I know it is hassle to do these tests but thats how you can catch if your cancer is changing into "treatment emergent Neuro-Endocrine type or not.

One other thing...check if your X Rays of bones are showing any LYTIC lesions ?

StayingOptimistic profile image
StayingOptimistic in reply toLearnAll

Thanks, LearnAll for your reply.

I just did an 18 F psma scan and found 6 LN Mets on pelvis & Abdomen. No bone Mets on bone scan or ct scans.

My MO will do a biopsy on the LN. Will the biopsy show of it is neuroendocrine tumors? Or should I keep doing these tests?. I also did this test for the first time (Carcinoembryonic Antigen (CEA)) and it was almost 9 ( range from 0-5).

LearnAll profile image
LearnAll in reply toStayingOptimistic

Biopsy will really help to know more about possible treatment emergent neuro endocrine differentiation. good luck.

SPEEDYX profile image
SPEEDYX

Are you taking any proton pump inhibitors?

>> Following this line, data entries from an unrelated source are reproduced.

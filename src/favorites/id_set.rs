use fxhash::FxHashSet;
use serde::{Deserialize, Deserializer, Serialize};

/// Bookmarked camera identifiers, most recently added first.
///
/// Identifiers are unique. Equality is positional: two sets holding the same
/// identifiers in a different order are not equal.
#[derive(Debug, Clone, PartialEq, Eq, Default, Serialize)]
#[serde(transparent)]
pub struct FavoriteIdSet {
    ids: Vec<String>,
}

impl FavoriteIdSet {
    pub fn new() -> Self {
        Self::default()
    }

    pub fn len(&self) -> usize {
        self.ids.len()
    }

    pub fn is_empty(&self) -> bool {
        self.ids.is_empty()
    }

    pub fn contains(&self, id: &str) -> bool {
        self.ids.iter().any(|existing| existing == id)
    }

    pub fn iter(&self) -> impl Iterator<Item = &str> {
        self.ids.iter().map(String::as_str)
    }

    pub fn as_slice(&self) -> &[String] {
        &self.ids
    }

    /// Puts `id` in front. Returns `false` when it was already present.
    pub fn insert_front(&mut self, id: impl Into<String>) -> bool {
        let id = id.into();
        if self.contains(&id) {
            return false;
        }
        self.ids.insert(0, id);
        true
    }

    /// Returns `false` when `id` was not present.
    pub fn remove(&mut self, id: &str) -> bool {
        let before = self.ids.len();
        self.ids.retain(|existing| existing != id);
        self.ids.len() != before
    }

    /// Ordered groups of at most `cap` identifiers.
    pub fn chunks(&self, cap: usize) -> std::slice::Chunks<'_, String> {
        self.ids.chunks(cap.max(1))
    }
}

impl FromIterator<String> for FavoriteIdSet {
    /// Keeps the first occurrence of each identifier.
    fn from_iter<I: IntoIterator<Item = String>>(iter: I) -> Self {
        let mut seen = FxHashSet::default();
        let ids = iter
            .into_iter()
            .filter(|id| seen.insert(id.clone()))
            .collect();
        Self { ids }
    }
}

impl<'a> FromIterator<&'a str> for FavoriteIdSet {
    fn from_iter<I: IntoIterator<Item = &'a str>>(iter: I) -> Self {
        iter.into_iter().map(str::to_string).collect()
    }
}

impl<'de> Deserialize<'de> for FavoriteIdSet {
    fn deserialize<D>(deserializer: D) -> std::result::Result<Self, D::Error>
    where
        D: Deserializer<'de>,
    {
        Ok(Vec::<String>::deserialize(deserializer)?.into_iter().collect())
    }
}
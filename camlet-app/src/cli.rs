//! Command-line definitions

use clap::{Parser, Subcommand};

/// Command-line webcam browser
#[derive(Parser, Debug)]
#[command(name = "camlet-app", version, about)]
pub struct Cli {
    #[command(subcommand)]
    pub command: Command,
}

#[derive(Subcommand, Clone, Debug, PartialEq)]
pub enum Command {
    /// Browse the random-order camera list
    List {
        /// Number of pages to load
        #[arg(default_value_t = 1)]
        pages: usize,
    },
    /// Cameras inside a map region
    #[command(allow_negative_numbers = true)]
    Map {
        /// Center latitude
        lat: f64,
        /// Center longitude
        lon: f64,
        /// Latitude span in degrees
        dlat: f64,
        /// Longitude span in degrees
        dlon: f64,
    },
    /// Show or edit the favorite cameras
    Favorites {
        #[command(subcommand)]
        action: Option<FavoriteAction>,
    },
}

#[derive(Subcommand, Clone, Debug, PartialEq)]
pub enum FavoriteAction {
    /// Bookmark a camera
    Add { id: String },
    /// Drop a bookmarked camera
    Remove { id: String },
}

#[cfg(test)]
mod tests {
    use super::*;

    fn parse(args: &[&str]) -> Command {
        Cli::try_parse_from(std::iter::once("camlet-app").chain(args.iter().copied()))
            .unwrap()
            .command
    }

    #[test]
    fn test_list_defaults_to_one_page() {
        assert_eq!(parse(&["list"]), Command::List { pages: 1 });
        assert_eq!(parse(&["list", "3"]), Command::List { pages: 3 });
    }

    #[test]
    fn test_map_accepts_negative_coordinates() {
        assert_eq!(
            parse(&["map", "-33.86", "-151.2", "0.5", "0.5"]),
            Command::Map {
                lat: -33.86,
                lon: -151.2,
                dlat: 0.5,
                dlon: 0.5,
            }
        );
    }

    #[test]
    fn test_favorites_actions() {
        assert_eq!(parse(&["favorites"]), Command::Favorites { action: None });
        assert_eq!(
            parse(&["favorites", "add", "c1"]),
            Command::Favorites {
                action: Some(FavoriteAction::Add { id: "c1".into() })
            }
        );
    }

    #[test]
    fn test_rejects_bad_input() {
        let argv = |args: &[&'static str]| std::iter::once("camlet-app").chain(args.to_vec());
        assert!(Cli::try_parse_from(argv(&[])).is_err());
        assert!(Cli::try_parse_from(argv(&["list", "many"])).is_err());
        assert!(Cli::try_parse_from(argv(&["map", "1", "2", "3"])).is_err());
        assert!(Cli::try_parse_from(argv(&["favorites", "remove"])).is_err());
    }
}
use serde::{Deserialize, Serialize};

use crate::stats::Entry;

/// A stored exercise entry. Identifiers are assigned by the store and are
/// stable across edits; everything else mirrors [Entry].
#[derive(Debug, Clone, PartialEq, Eq, Serialize, Deserialize)]
pub struct EntryEntity {
    pub id: u64,
    pub timestamp: String,
    #[serde(default)]
    pub repetitions: u64,
    #[serde(default)]
    pub source: String,
}

impl From<EntryEntity> for Entry {
    fn from(
        EntryEntity {
            timestamp,
            repetitions,
            source,
            ..
        }: EntryEntity,
    ) -> Self {
        Entry {
            timestamp,
            repetitions,
            source,
        }
    }
}
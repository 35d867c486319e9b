//! Simple cli for keeping a personal exercise log. Entries are timestamped
//! repetition counts, and the `stats` command renders totals over time at an
//! adaptive resolution (hourly for short ranges, daily otherwise).
//!

pub mod cli;
pub mod stats;
pub mod store;
pub mod utils;
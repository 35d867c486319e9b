use serde::{Deserialize, Serialize};

/// A single logged exercise event. The timestamp is kept as the literal text
/// it arrived with; bucketing works on its `YYYY-MM-DD` / `YYYY-MM-DDTHH`
/// prefixes, so all timestamps are assumed to be in one reference timezone.
#[derive(Debug, Clone, PartialEq, Eq, Serialize, Deserialize)]
pub struct Entry {
    pub timestamp: String,
    pub repetitions: u64,
    pub source: String,
}

/// Parses a raw delimited log into a chronologically ascending entry
/// sequence. The first line is a header and is always discarded. Rows that
/// fail validation are dropped, not surfaced: partial data beats strict
/// validation here.
pub fn parse_log(raw: &str) -> Vec<Entry> {
    let entries = raw.lines().skip(1).filter_map(parse_row).collect();
    normalize_entries(entries)
}

/// Validity sweep + defensive stable sort. Store callers promise ascending
/// order already, but the engine does not rely on it.
pub fn normalize_entries(mut entries: Vec<Entry>) -> Vec<Entry> {
    entries.retain(|e| !e.timestamp.is_empty());
    entries.sort_by(|a, b| a.timestamp.cmp(&b.timestamp));
    entries
}

fn parse_row(line: &str) -> Option<Entry> {
    let mut fields = line.splitn(3, ',');
    let timestamp = fields.next()?.trim();
    if timestamp.is_empty() {
        return None;
    }
    let repetitions = parse_repetitions(fields.next()?)?;
    let source = fields.next().unwrap_or("").trim().to_string();
    Some(Entry {
        timestamp: timestamp.to_string(),
        repetitions,
        source,
    })
}

fn parse_repetitions(field: &str) -> Option<u64> {
    match field.trim().parse::<f64>() {
        Ok(v) if v.is_finite() && v >= 0.0 => Some(v as u64),
        _ => None,
    }
}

StayingOptimistic profile image
StayingOptimistic in reply toSPEEDYX

Not on any medication. The ONLY treatments I had was RP & SRT. never been in anything else since DX 10/2012. never on ADT as of now.

SPEEDYX profile image
SPEEDYX in reply toStayingOptimistic

Reason why I ask is that taking any acid reducing pill such as nexium would have an effect on results.

StayingOptimistic profile image
StayingOptimistic in reply toSPEEDYX

Thank you. I am not taking anything really except IP6 supplement, magnesium and D3

Manilo profile image
Manilo in reply toStayingOptimistic

I believe NEPC comes way after (and not always) beeing on ADT

The Chromogranin A blood level is not specific enough alone to diagnose NEPC.

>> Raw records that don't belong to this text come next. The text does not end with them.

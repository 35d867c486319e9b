//! The aggregation engine. Pure functions over an in-memory entry sequence,
//! shared by every caller so the bucketing logic exists exactly once.

pub mod aggregate;
pub mod entry;
pub mod report;

pub use aggregate::{Bucket, Granularity};
pub use entry::Entry;
pub use report::{build_stats, StatsMeta, StatsReport};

I would be looking at imaging to see if there are visceral/organ mets, bulky tumors, and lytic bone mets. PSA levels are usually lower in relationship to tumor burden with NEPC. The only sure way to know is with a biopsy.

Tall_Allen profile image
Tall_Allen

No, it isn't. Chromogranin A is just one of several biomarkers. Others include synaptophysin and neuronal-specific enolase. Blood tests are only suggestive. If you want to be sure, you need a biopsy with a histological and IHC analysis.

podsart profile image
podsart in reply toTall_Allen

Sent you a DM

Tall_Allen profile image
Tall_Allen in reply topodsart

I didn't get it- please re-send.

podsart profile image
podsart in reply toTall_Allen

Just resent -- thanks

andrew61 profile image
andrew61 in reply toTall_Allen

Hi Tall-AllenYour blog on neuroendocrine / small cell trials is 4 years old.

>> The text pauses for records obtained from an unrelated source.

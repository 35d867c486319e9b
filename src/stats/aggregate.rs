use std::collections::BTreeMap;
use std::fmt::Display;

use serde::Serialize;

use super::entry::Entry;

/// Ranges spanning this many distinct days or more are shown daily.
const HOURLY_DAY_LIMIT: usize = 7;

/// Time resolution of the output series.
#[derive(Debug, Clone, Copy, PartialEq, Eq, Serialize)]
#[serde(rename_all = "lowercase")]
pub enum Granularity {
    Daily,
    Hourly,
}

impl Display for Granularity {
    fn fmt(&self, f: &mut std::fmt::Formatter<'_>) -> std::fmt::Result {
        match self {
            Granularity::Daily => write!(f, "daily"),
            Granularity::Hourly => write!(f, "hourly"),
        }
    }
}

/// One aggregated point of the output series. `day_integral` is the running
/// sum of totals since the most recent calendar-date boundary; in daily mode
/// it always equals `total`.
#[derive(Debug, Clone, PartialEq, Eq, Serialize)]
#[serde(rename_all = "camelCase")]
pub struct Bucket {
    pub label: String,
    pub total: u64,
    pub day_integral: u64,
}

/// `YYYY-MM-DD` prefix of a timestamp. Zero-padded ISO-like labels sort
/// lexicographically in chronological order, so buckets and filters compare
/// these as plain strings.
pub fn date_prefix(timestamp: &str) -> &str {
    timestamp.get(..10).unwrap_or(timestamp)
}

/// `YYYY-MM-DDTHH` prefix of a timestamp.
pub fn hour_prefix(timestamp: &str) -> &str {
    timestamp.get(..13).unwrap_or(timestamp)
}

/// Restricts entries to an inclusive `[from, to]` date window. Absent bounds
/// impose no constraint. Does not re-sort.
pub fn filter_range(mut entries: Vec<Entry>, from: Option<&str>, to: Option<&str>) -> Vec<Entry> {
    entries.retain(|e| {
        let date = date_prefix(&e.timestamp);
        from.map_or(true, |from| date >= from) && to.map_or(true, |to| date <= to)
    });
    entries
}

/// Hourly buckets are only readable over a short span; at a week or more the
/// engine coarsens to daily. Zero entries defaults to daily with an empty
/// series.
pub fn select_granularity(entries: &[Entry]) -> Granularity {
    let distinct_days = entries
        .iter()
        .map(|e| date_prefix(&e.timestamp))
        .collect::<std::collections::BTreeSet<_>>()
        .len();
    if distinct_days > 0 && distinct_days < HOURLY_DAY_LIMIT {
        Granularity::Hourly
    } else {
        Granularity::Daily
    }
}

/// Groups entries by calendar date and sums repetitions. A full day always
/// closes its own integral, so `day_integral == total`.
pub fn aggregate_daily(entries: &[Entry]) -> Vec<Bucket> {
    let mut totals = BTreeMap::<&str, u64>::new();
    for e in entries {
        *totals.entry(date_prefix(&e.timestamp)).or_default() += e.repetitions;
    }
    totals
        .into_iter()
        .map(|(label, total)| Bucket {
            label: label.to_string(),
            total,
            day_integral: total,
        })
        .collect()
}

/// Groups entries by date+hour and sums repetitions, then walks the sorted
/// buckets once, resetting the running total at every date boundary. Labels
/// are truncated to the top of the hour (`YYYY-MM-DDTHH:00`).
pub fn aggregate_hourly(entries: &[Entry]) -> Vec<Bucket> {
    let mut totals = BTreeMap::<&str, u64>::new();
    for e in entries {
        *totals.entry(hour_prefix(&e.timestamp)).or_default() += e.repetitions;
    }

    let mut buckets = Vec::with_capacity(totals.len());
    let mut running_total = 0u64;
    let mut previous_date: Option<&str> = None;
    for (hour, total) in totals {
        let date = date_prefix(hour);
        if previous_date != Some(date) {
            running_total = 0;
        }
        running_total += total;
        previous_date = Some(date);
        buckets.push(Bucket {
            label: format!("{hour}:00"),
            total,
            day_integral: running_total,
        });
    }
    buckets
}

Are there any important updates that you can share?

Thanks Andrew

Tall_Allen profile image
Tall_Allen in reply toandrew61

It's current. I update it as more clinical trials open up.

tom67inMA profile image
tom67inMA

In addition to the other comments, note that you can (and I did) have neuroendocrine cancer with chromogranin-a in the normal range and an undetectable PSA. In my experience, a biopsy will confirm neuroendocrine or not, but can't always identify the source of the cancer.

Lagovista2018 profile image
Lagovista2018

Hello, my husband who is 47 was diagnosed in November of 2018 with neuroendocrine prostate cancer. He went through 6 rounds of chemo (carboplatin and etoposide) and 10 rounds of radiation. Today he is doing great he’s on zitiga, he sees his oncologist once a month and is on Xgeva shots every 3 months and his urologist gives him Trelstar every 6 months. He also has to have scans done every 3 months (CT scans of chest, pelvis and abdomen and mri of his brain) we have been so lucky and blessed that no tumors has shown on scans. His oncologist is very impressed with his treatment and blood work. My husband is still active just this past weekend he went campingn on the beach with our youngest son

dasyluo profile image
dasyluo

Great news, give me hope as I have same NEPC diagnosed this April

immunity1 profile image
immunity1

Thats not screamingly high result for CHR A and could be due to your prostate adenocarcinoma. Other comments are relevant.